Raúl slaps his thigh and shakes his head. “Oh God. It took everything I had to answer in a very serious voice, ‘Don’t worry, Violeta, it’s someone with the wrong room.’”
Ernesto laughs, but Matilde says, “Violeta, eh?”
“Oh, come on,” Raúl says. “It was the first name that came to mind. It’s a good thing I didn’t call him Joaquina.”
Mirta rolls her eyes.
“I don’t know about that story,” she says with a smile. “It sounds like something you saw in a movie.”
Raúl shrugs. “You don’t understand. This guy was an original.” He turns to Ernesto. “You know, he told me once that he spent his entire wedding reception kissing the bridesmaids behind the bandstand.”
Matilde, who has been looking at the floor, suddenly blurts out, “He asked me for a recipe once.”
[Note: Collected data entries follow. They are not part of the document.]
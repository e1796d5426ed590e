use nalgebra::{Isometry3, Matrix3, Point3, Rotation3, Translation3, UnitQuaternion, Vector3};

/// Rigid transformation whose x-axis is `ex`, whose xy-plane contains `ey`, and whose origin is
/// `translation`. `ey` is orthogonalized against `ex` before use.
pub fn make_rigid_transformation(
    ex: &Vector3<f64>,
    ey: &Vector3<f64>,
    translation: &Vector3<f64>,
) -> Isometry3<f64> {
    let ex = ex.normalize();
    let ey = (ey - ex * ex.dot(ey)).normalize();
    let ez = ex.cross(&ey);
    let rotation = Rotation3::from_matrix_unchecked(Matrix3::from_columns(&[ex, ey, ez]));

    Isometry3::from_parts(
        Translation3::from(*translation),
        UnitQuaternion::from_rotation_matrix(&rotation),
    )
}

/// Frame built the same way as `Rigid::from_3_points`: origin on `origin`, x-axis pointing from
/// `neg_x` towards `origin`, `xy_plane` in the positive half of the xy-plane.
pub fn frame_from_3_points(
    neg_x: &Point3<f64>,
    origin: &Point3<f64>,
    xy_plane: &Point3<f64>,
) -> Isometry3<f64> {
    make_rigid_transformation(&(origin - neg_x), &(xy_plane - origin), &origin.coords)
}

/// Frame whose x-axis runs along the bond `axis_start -> axis_end`, with `reference` in the
/// xy-plane and the origin on `axis_end`. Rotating about its x-axis is a torsion about the bond.
pub fn torsion_frame(
    axis_start: &Point3<f64>,
    axis_end: &Point3<f64>,
    reference: &Point3<f64>,
) -> Isometry3<f64> {
    make_rigid_transformation(
        &(axis_end - axis_start),
        &(reference - axis_start),
        &axis_end.coords,
    )
}

/// Row-major 4x4 homogeneous matrix, as stored in the constant tables.
pub fn to_homogeneous_rows(transform: &Isometry3<f64>) -> [[f64; 4]; 4] {
    let m = transform.to_homogeneous();
    let mut rows = [[0.0; 4]; 4];
    for (i, row) in rows.iter_mut().enumerate() {
        for (j, value) in row.iter_mut().enumerate() {
            *value = m[(i, j)];
        }
    }
    rows
}
//! # Losses and Confidence Metrics
//!
//! Stateless functions that score predicted structures and turn confidence-head logits into
//! interpretable metrics. Every function takes tensors by reference and returns new tensors;
//! shapes are validated by the caller and mismatches surface as [`LossError::Tensor`].
//!
//! ## Key Components
//!
//! - [`cross_entropy`] - Softmax and sigmoid cross-entropy
//! - [`lddt`] - Local Distance Difference Test over arbitrary point clouds, all atoms, or Cα only
//! - [`confidence`] - pTM, predicted aligned error and pLDDT from binned logits

pub mod confidence;
pub mod cross_entropy;
pub mod lddt;

use thiserror::Error;

pub use confidence::{
    AlignedErrorOutput, TmParams, calculate_bin_centers, compute_plddt,
    compute_predicted_aligned_error, compute_tm,
};
pub use cross_entropy::{sigmoid_cross_entropy, softmax_cross_entropy};
pub use lddt::{LddtParams, lddt, lddt_all, lddt_ca};

#[derive(Debug, Error)]
pub enum LossError {
    #[error("Tensor operation failed: {0}")]
    Tensor(#[from] candle_core::Error),

    #[error("Interface scoring requires chain ids")]
    MissingChainIds,

    #[error("Binning needs at least two boundaries, got {boundaries}")]
    InvalidBinning { boundaries: usize },

    #[error("Cannot compute {0} over zero residues")]
    EmptyInput(&'static str),

    #[error("{0} found no finite alignment score")]
    NonFiniteScore(&'static str),
}
/// Builds the two-slot backbone frames `[*, N, 2]` from anchor coordinates `[*, N, 8, 3]`.
pub fn backbone_frames(xyz: &Tensor, partition: &ResiduePartition) -> Result<Rigid> {
    let axis = xyz.rank() - 3;
    let device = xyz.device();
    let pick = |slot: usize, index: &Tensor| -> Result<Tensor> {
        xyz.narrow(axis + 1, slot, 1)?
            .squeeze(axis + 1)?
            .contiguous()?
            .index_select(index, axis)
    };

    let mut frames = Rigid::zeros(&with_suffix(&xyz.dims()[..=axis], &[2]), xyz.dtype(), device)?;

    if let Some(index) = partition.indices(ResidueKind::AminoAcid, device)? {
        let frame = Rigid::from_3_points(
            &pick(anchor::C, &index)?,
            &pick(anchor::CA, &index)?,
            &pick(anchor::N, &index)?,
            FRAME_EPS,
        )?;
        let placeholder = frame.zeros_like()?;
        frames = frames.index_add(&index, &Rigid::stack(&[frame, placeholder], axis + 1)?, axis)?;
    }

    if let Some(index) = partition.indices(ResidueKind::Nucleotide, device)? {
        let o4 = pick(anchor::O4, &index)?.neg()?;
        let sugar = Rigid::from_3_points(
            &o4,
            &pick(anchor::C4, &index)?,
            &pick(anchor::C3, &index)?,
            FRAME_EPS,
        )?;
        let base = Rigid::from_3_points(
            &o4,
            &pick(anchor::C1, &index)?,
            &pick(anchor::C2, &index)?,
            FRAME_EPS,
        )?;
        frames = frames.index_add(&index, &Rigid::stack(&[sugar, base], axis + 1)?, axis)?;
    }

    Ok(frames)
}

// `(sin, cos) = (0, 1)` for `count` leading groups: [*, N, count, 2].
fn identity_sin_cos(alpha: &Tensor, count: usize) -> Result<Tensor> {
    let dims = with_suffix(&alpha.dims()[..alpha.rank() - 2], &[count, 1]);
    let sin = Tensor::zeros(dims.as_slice(), alpha.dtype(), alpha.device())?;
    let cos = Tensor::ones(dims.as_slice(), alpha.dtype(), alpha.device())?;
    Tensor::cat(&[sin, cos], D::Minus1)
}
There is a long silence when it seems everyone at the restaurant has stopped talking. And then Raúl lets out a long laugh.
“Maybe you didn’t know him as well as you think you did,” Matilde says. “He liked to bake when he was upset.”
Raúl turns to his wife. “I’m sorry, honey,” he says and coughs for breath. “You don’t need to sound so defensive. I thought you were making a joke.”